一
銃声が轟く中、ウンストルト河右岸の前哨に残っている騎兵連隊と歩兵一個大隊が応戦していると報が続いた。
総予備隊はいつでも出動できるように待機と指令が出た。大隊から各中隊、各小隊へ命令が言い渡される。
「いよいよだ。我々の故郷カレンブルクを、ハノーファーを侮辱したプロイセンにその罪を購わせよう。
戦友諸君、ともに進もう!」
鬨の声を上げ、士気を上げる。空元気だろうとなんだろうと、兵士たちには勇気を出していてもらわなければならない。

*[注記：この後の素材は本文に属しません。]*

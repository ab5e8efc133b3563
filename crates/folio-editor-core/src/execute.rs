//! Command execution on the document tree.
//!
//! This module provides `execute_command`, which applies an [`EditorCommand`]
//! to a [`Document`] at a given selection. Formatting commands work on the
//! text runs covered by the selection and re-resolve the selection onto the
//! same characters afterwards; insertion commands delete the selected content
//! first and leave a caret after what they inserted.

use crate::actions::EditorCommand;
use crate::dom::{Document, NodeId};
use crate::embed::{LinkKind, classify_link};
use crate::error::EditorError;
use crate::html::{self, Fragment, HtmlElement, HtmlNode};
use crate::platform::EditorHost;
use crate::style::Rgb;
use crate::types::{Position, SelectionRange};

/// Size used to mark runs during the font-size rewrite.
pub const FONT_SIZE_SENTINEL: &str = "7";

pub const LINK_PROMPT: &str = "Enter Link URL:";
pub const LINK_PROMPT_DEFAULT: &str = "http://";

/// Outcome of a command that did not fail.
#[derive(Debug, Clone, Copy, PartialEq, Eq)]
pub enum Executed {
    /// The document changed; this is the new active selection.
    Applied(SelectionRange),
    /// The user backed out (e.g. cancelled a prompt). Nothing changed.
    Aborted,
}

/// Execute a command on a document.
///
/// This is the central dispatch point for all editor commands. A selection
/// that no longer resolves is treated as a caret at the end of the document.
pub fn execute_command<H: EditorHost + ?Sized>(
    doc: &mut Document,
    selection: &SelectionRange,
    command: &EditorCommand,
    host: &H,
) -> Result<Executed, EditorError> {
    let selection = if doc.is_valid_range(selection) {
        *selection
    } else {
        SelectionRange::caret(doc.end_position())
    };

    let applied = match command {
        EditorCommand::Bold => toggle_inline(doc, &selection, InlineStyle::Bold),
        EditorCommand::Italic => toggle_inline(doc, &selection, InlineStyle::Italic),
        EditorCommand::Underline => toggle_inline(doc, &selection, InlineStyle::Underline),
        EditorCommand::ForeColor(color) => apply_fore_color(doc, &selection, *color),
        EditorCommand::HiliteColor(color) => apply_hilite_color(doc, &selection, *color),
        EditorCommand::FontName(family) => apply_font_name(doc, &selection, family),
        EditorCommand::FontSize(px) => apply_font_size(doc, &selection, *px),
        EditorCommand::InsertParagraph => insert_paragraph(doc, &selection),
        EditorCommand::InsertHtml(fragment) => insert_fragment(doc, &selection, fragment),
        EditorCommand::CreateLink(url) => {
            return create_link(doc, &selection, url.as_deref(), host);
        }
    };
    Ok(Executed::Applied(applied))
}

#[derive(Debug, Clone, Copy, PartialEq, Eq)]
enum InlineStyle {
    Bold,
    Italic,
    Underline,
}

impl InlineStyle {
    fn tag(self) -> &'static str {
        match self {
            InlineStyle::Bold => "b",
            InlineStyle::Italic => "i",
            InlineStyle::Underline => "u",
        }
    }

    fn matches(self, tag: &str) -> bool {
        match self {
            InlineStyle::Bold => matches!(tag, "b" | "strong"),
            InlineStyle::Italic => matches!(tag, "i" | "em"),
            InlineStyle::Underline => tag == "u",
        }
    }
}

/// Start and end of the selection as linear text offsets.
fn text_span(doc: &Document, selection: &SelectionRange) -> (usize, usize) {
    let end_of_doc = doc.total_text_len();
    match doc.ordered(selection) {
        Some((start, end)) => (
            doc.text_offset(&start).unwrap_or(end_of_doc),
            doc.text_offset(&end).unwrap_or(end_of_doc),
        ),
        None => (end_of_doc, end_of_doc),
    }
}

/// Delete the selected content and return the caret boundary.
fn collapse(doc: &mut Document, selection: &SelectionRange) -> Position {
    doc.delete_selection(selection)
        .unwrap_or_else(|| doc.end_position())
}

/// Normalize the blocks containing `nodes`.
fn normalize_around(doc: &mut Document, nodes: &[NodeId]) {
    let mut scopes: Vec<NodeId> = Vec::new();
    for &node in nodes {
        if !doc.contains(node) {
            continue;
        }
        let scope = doc.nearest_block(node).unwrap_or_else(|| doc.root());
        if !scopes.contains(&scope) {
            scopes.push(scope);
        }
    }
    for scope in scopes {
        if doc.contains(scope) {
            doc.normalize(scope);
        }
    }
}

fn toggle_inline(doc: &mut Document, selection: &SelectionRange, style: InlineStyle) -> SelectionRange {
    let (start, end) = text_span(doc, selection);
    let runs = doc.isolate_text_range(start, end);
    if runs.is_empty() {
        return *selection;
    }

    let formatted = |doc: &Document, run: NodeId| {
        doc.inline_ancestor(run, |d, a| d.tag(a).is_some_and(|t| style.matches(t)))
    };

    if runs.iter().all(|&run| formatted(doc, run).is_some()) {
        for &run in &runs {
            while let Some(ancestor) = formatted(doc, run) {
                doc.isolate(run, ancestor);
                doc.unwrap(ancestor);
            }
        }
    } else {
        for &run in &runs {
            if formatted(doc, run).is_none() {
                let wrapper = doc.create_element(style.tag(), &[]);
                doc.wrap(run, wrapper);
            }
        }
    }

    normalize_around(doc, &runs);
    doc.range_at(start, end)
}

/// Give every run an enclosing `tag` element and let `set` style it.
///
/// An inline ancestor that already carries this kind of styling is split
/// off and reused, so repeated color or font changes do not nest. A parent
/// `tag` element whose only child is the run is reused as is.
fn style_runs(
    doc: &mut Document,
    runs: &[NodeId],
    tag: &str,
    styled: impl Fn(&Document, NodeId) -> bool,
    set: impl Fn(&mut Document, NodeId),
) {
    for &run in runs {
        let existing =
            doc.inline_ancestor(run, |d, a| d.tag(a) == Some(tag) && styled(d, a));
        let target = match existing {
            Some(ancestor) => {
                doc.isolate(run, ancestor);
                ancestor
            }
            None => {
                let sole_parent = doc.parent(run).filter(|&p| {
                    p != doc.root() && doc.tag(p) == Some(tag) && doc.children(p).len() == 1
                });
                match sole_parent {
                    Some(parent) => parent,
                    None => {
                        let wrapper = doc.create_element(tag, &[]);
                        doc.wrap(run, wrapper);
                        wrapper
                    }
                }
            }
        };
        set(doc, target);
    }
}

fn apply_fore_color(doc: &mut Document, selection: &SelectionRange, color: Rgb) -> SelectionRange {
    let (start, end) = text_span(doc, selection);
    let runs = doc.isolate_text_range(start, end);
    let value = color.to_string();
    style_runs(
        doc,
        &runs,
        "font",
        |d, n| d.attr(n, "color").is_some(),
        |d, n| d.set_attr(n, "color", value.as_str()),
    );
    normalize_around(doc, &runs);
    doc.range_at(start, end)
}

fn apply_hilite_color(doc: &mut Document, selection: &SelectionRange, color: Rgb) -> SelectionRange {
    let (start, end) = text_span(doc, selection);
    let runs = doc.isolate_text_range(start, end);
    let value = color.to_string();
    style_runs(
        doc,
        &runs,
        "span",
        |d, n| d.style_property(n, "background-color").is_some(),
        |d, n| d.set_style_property(n, "background-color", &value),
    );
    normalize_around(doc, &runs);
    doc.range_at(start, end)
}

fn apply_font_name(doc: &mut Document, selection: &SelectionRange, family: &str) -> SelectionRange {
    let (start, end) = text_span(doc, selection);
    let runs = doc.isolate_text_range(start, end);
    style_runs(
        doc,
        &runs,
        "font",
        |d, n| d.attr(n, "face").is_some(),
        |d, n| d.set_attr(n, "face", family),
    );
    normalize_around(doc, &runs);
    doc.range_at(start, end)
}

/// Two-phase font size: mark the runs with the sentinel size, then rewrite
/// every sentinel element in the document into a pixel `font-size`.
fn apply_font_size(doc: &mut Document, selection: &SelectionRange, px: u32) -> SelectionRange {
    let (start, end) = text_span(doc, selection);
    let runs = doc.isolate_text_range(start, end);
    style_runs(
        doc,
        &runs,
        "font",
        |d, n| d.attr(n, "size").is_some() || d.style_property(n, "font-size").is_some(),
        |d, n| d.set_attr(n, "size", FONT_SIZE_SENTINEL),
    );

    let size = format!("{px}px");
    let marked = doc.find_elements(|d, n| {
        d.tag(n) == Some("font") && d.attr(n, "size") == Some(FONT_SIZE_SENTINEL)
    });
    for element in &marked {
        doc.remove_attr(*element, "size");
        doc.set_style_property(*element, "font-size", &size);
        doc.set_style_property(*element, "line-height", "1.4");
    }
    tracing::trace!(target: "folio::editor", px, rewritten = marked.len(), "font size applied");

    normalize_around(doc, &runs);
    doc.range_at(start, end)
}

/// Caret at the first editable point inside `node`.
fn first_caret(doc: &Document, node: NodeId) -> Position {
    let mut cur = node;
    loop {
        match doc.children(cur).first() {
            Some(&child) if doc.is_text(child) => return Position::new(child, 0),
            Some(&child) if doc.tag(child).is_some_and(|t| !html::is_void(t)) => cur = child,
            _ => return Position::new(cur, 0),
        }
    }
}

fn insert_paragraph(doc: &mut Document, selection: &SelectionRange) -> SelectionRange {
    let caret = collapse(doc, selection);
    match doc.split_block(&caret) {
        Some(right) => SelectionRange::caret(first_caret(doc, right)),
        None => SelectionRange::caret(caret),
    }
}

fn insert_fragment(doc: &mut Document, selection: &SelectionRange, fragment: &Fragment) -> SelectionRange {
    let caret = collapse(doc, selection);
    let after = doc
        .insert_nodes(&caret, fragment.nodes())
        .unwrap_or(caret);
    SelectionRange::caret(after)
}

fn create_link<H: EditorHost + ?Sized>(
    doc: &mut Document,
    selection: &SelectionRange,
    explicit: Option<&str>,
    host: &H,
) -> Result<Executed, EditorError> {
    let (start, end) = text_span(doc, selection);
    let url = match explicit {
        Some(url) => url.trim().to_owned(),
        None => {
            let selected = doc.slice_text(start, end);
            match classify_link(&selected) {
                LinkKind::Web(url) => url,
                LinkKind::YouTube(_) => selected.trim().to_owned(),
                LinkKind::NotALink => match host.prompt(LINK_PROMPT, LINK_PROMPT_DEFAULT) {
                    Some(answer) if !answer.trim().is_empty() => answer.trim().to_owned(),
                    _ => {
                        tracing::debug!(target: "folio::editor", "link prompt cancelled");
                        return Ok(Executed::Aborted);
                    }
                },
            }
        }
    };
    if !html::is_safe_url(&url) {
        return Err(EditorError::UnsafeUrl(url));
    }

    if start == end {
        let caret = collapse(doc, selection);
        let link: HtmlNode = HtmlElement::new("a")
            .with_attr("href", url.as_str())
            .with_child(HtmlNode::text(url.as_str()))
            .into();
        let after = doc.insert_nodes(&caret, &[link]).unwrap_or(caret);
        return Ok(Executed::Applied(SelectionRange::caret(after)));
    }

    let runs = doc.isolate_text_range(start, end);
    style_runs(
        doc,
        &runs,
        "a",
        |d, n| d.attr(n, "href").is_some(),
        |d, n| d.set_attr(n, "href", url.as_str()),
    );
    normalize_around(doc, &runs);
    Ok(Executed::Applied(doc.range_at(start, end)))
}

/// Insert typed text at the selection, replacing selected content.
pub fn insert_text(doc: &mut Document, selection: &SelectionRange, text: &str) -> SelectionRange {
    let selection = if doc.is_valid_range(selection) {
        *selection
    } else {
        SelectionRange::caret(doc.end_position())
    };
    let caret = collapse(doc, &selection);
    let start = doc.text_offset(&caret).unwrap_or_else(|| doc.total_text_len());
    let node = doc.create_text(text);
    doc.insert_child(caret.node, caret.offset, node);
    normalize_around(doc, &[node]);
    let end = start + text.chars().count();
    doc.range_at(end, end)
}
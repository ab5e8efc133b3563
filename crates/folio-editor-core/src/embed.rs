//! Link classification and embed fragment builders.
//!
//! Everything here is pure: it turns URLs and upload results into
//! [`Fragment`]s that the executor inserts with `insertHTML` semantics.

use std::sync::LazyLock;

use regex_lite::Regex;

use crate::error::EditorError;
use crate::html::{Fragment, HtmlElement, HtmlNode};

/// Selected text that can become a link target without asking the user.
static AUTO_LINK_RE: LazyLock<Option<Regex>> =
    LazyLock::new(|| Regex::new(r#"^(http|https)://[^\s"]+$"#).ok());

const MEDIA_STYLE: &str = "max-width: 100%; height: auto; display: block; margin: 10px 0;";
const AUDIO_STYLE: &str = "width: 100%; margin: 10px 0;";
const YOUTUBE_CONTAINER_STYLE: &str =
    "position: relative; padding-bottom: 56.25%; height: 0; margin: 10px 0;";
const YOUTUBE_FRAME_STYLE: &str =
    "position: absolute; top: 0; left: 0; width: 100%; height: 100%;";

/// What a piece of user text points at.
#[derive(Debug, Clone, PartialEq, Eq)]
pub enum LinkKind {
    YouTube(YouTubeVideo),
    Web(String),
    NotALink,
}

#[derive(Debug, Clone, PartialEq, Eq)]
pub struct YouTubeVideo {
    pub id: String,
}

impl YouTubeVideo {
    pub fn embed_url(&self) -> String {
        format!("https://www.youtube.com/embed/{}", self.id)
    }
}

/// Kind of an uploaded asset, decided from its declared content type.
#[derive(Debug, Clone, Copy, PartialEq, Eq)]
pub enum MediaKind {
    Image,
    Audio,
    Video,
}

impl MediaKind {
    /// Kind of a file picked in the audio/video slot.
    pub fn for_media(content_type: &str) -> Self {
        if content_type.starts_with("audio/") {
            MediaKind::Audio
        } else {
            MediaKind::Video
        }
    }
}

pub fn is_auto_link(text: &str) -> bool {
    AUTO_LINK_RE.as_ref().is_some_and(|re| re.is_match(text))
}

pub fn classify_link(text: &str) -> LinkKind {
    let text = text.trim();
    if let Ok(video) = resolve_youtube(text) {
        return LinkKind::YouTube(video);
    }
    if is_auto_link(text) {
        return LinkKind::Web(text.to_owned());
    }
    LinkKind::NotALink
}

/// Extract the video id from a YouTube watch or short link.
pub fn resolve_youtube(url: &str) -> Result<YouTubeVideo, EditorError> {
    fn id_part(rest: &str) -> &str {
        rest.split(['?', '&', '#']).next().unwrap_or_default()
    }
    let candidate = if url.contains("youtube.com/watch") {
        url.split_once("v=").map(|(_, rest)| id_part(rest))
    } else {
        url.split_once("youtu.be/").map(|(_, rest)| id_part(rest))
    };

    match candidate {
        Some(id)
            if !id.is_empty()
                && id
                    .chars()
                    .all(|c| c.is_ascii_alphanumeric() || c == '-' || c == '_') =>
        {
            Ok(YouTubeVideo { id: id.to_owned() })
        }
        _ => Err(EditorError::InvalidYouTubeUrl(url.to_owned())),
    }
}

fn trailing_paragraph() -> HtmlNode {
    HtmlElement::new("p")
        .with_child(HtmlElement::new("br"))
        .into()
}

pub fn youtube_embed(video: &YouTubeVideo) -> Fragment {
    let frame = HtmlElement::new("iframe")
        .with_attr("src", video.embed_url())
        .with_attr("style", YOUTUBE_FRAME_STYLE)
        .with_attr("frameborder", "0")
        .with_attr("allowfullscreen", "");
    let container = HtmlElement::new("div")
        .with_attr("class", "youtube-container")
        .with_attr("style", YOUTUBE_CONTAINER_STYLE)
        .with_child(frame);
    Fragment::new(vec![container.into(), trailing_paragraph()])
}

pub fn image_embed(url: &str, alt: &str) -> Fragment {
    let img = HtmlElement::new("img")
        .with_attr("src", url)
        .with_attr("style", MEDIA_STYLE)
        .with_attr("alt", alt);
    Fragment::new(vec![img.into()])
}

/// `<audio>`/`<video>` player for an uploaded file, followed by an empty
/// paragraph so typing can continue below it.
pub fn media_embed(url: &str, kind: MediaKind, content_type: &str) -> Fragment {
    let (tag, style) = match kind {
        MediaKind::Audio => ("audio", AUDIO_STYLE),
        MediaKind::Video | MediaKind::Image => ("video", MEDIA_STYLE),
    };
    let player = HtmlElement::new(tag)
        .with_attr("controls", "")
        .with_attr("style", style)
        .with_child(
            HtmlElement::new("source")
                .with_attr("src", url)
                .with_attr("type", content_type),
        );
    Fragment::new(vec![player.into(), trailing_paragraph()])
}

絶え間なく銃声が響き続ける。どちらの軍の銃かなど聞き分けられない。しかし、後装式の銃を標準で装備しているというプロイセンの射撃の間隔はどれくらいのものなのか。騎兵連隊は対応できているのか、努めて顔に出すまいと、耳を澄ませていた。
やがて、伝令により指令が伝えられた。
「予備隊前進し、対岸で応戦中のスツールベ大佐の歩兵大隊を援護し、ウンストルト河右岸を守り切れ」
勢いづいているのか、苦戦しているのか、もどかしい。
「敵を蹴散らせるぞ」
緊張を自覚しながら、声を掛けた。
射程距離を計りながら進む。河岸が見える所まで近付くに従って、戦場の様子がはっきりと展開してくるのが判る。ハノーファー軍が押されていた。
速い。
プロイセン軍は次々と銃弾を浴びせてくる。ハノーファー軍は前装銃。撃ったら、銃身を上に向けて弾籠めをしなくてはならない。姿勢自体正さなければできない動作だ。そこを狙われてはたまらない。河岸の身を隠せる場が少ない中、銃撃したら大きく後ろに下がって弾籠めしなければ、標的にされてしまう。河岸は木立も岩陰も少ない。わずかな段差に身を潜めての弾籠めだ。
一方プロイセン軍は後装式の銃、撃ち終われば姿勢を変えずに手元で次の銃弾を装填できる。低い姿勢のまま、或いは腹ばいのままで、短い時間で装填・銃撃を続けられる。
馬だろうと、歩兵だろうと、これでは接近戦でない限り不利だ。犠牲を覚悟で量で押していくしかないか。
とにかく、苦戦する前哨の歩兵を援護するため、前進するしかなかった。
スツールベ大佐の歩兵大隊は、友軍の前進を知り、後退した。持ちこたえられそうもないと判断されたのだろうし、予備隊から撃たれたり、踏みつけにされたりしたら大変だ。
歩兵たちが河を越えてきて近くまで下がり、後はこちらも準備していた通り、号令とともに銃の撃ち方を始めた。しかし、やはり応戦する銃撃は次から次へと雨霰のように注いでくる。右岸を死守できないと見切ったのだろう、一旦退却の指令が出された。
奇策がなければ、正面から行っても的になるだけなのか。胆汁のような苦みを感じた。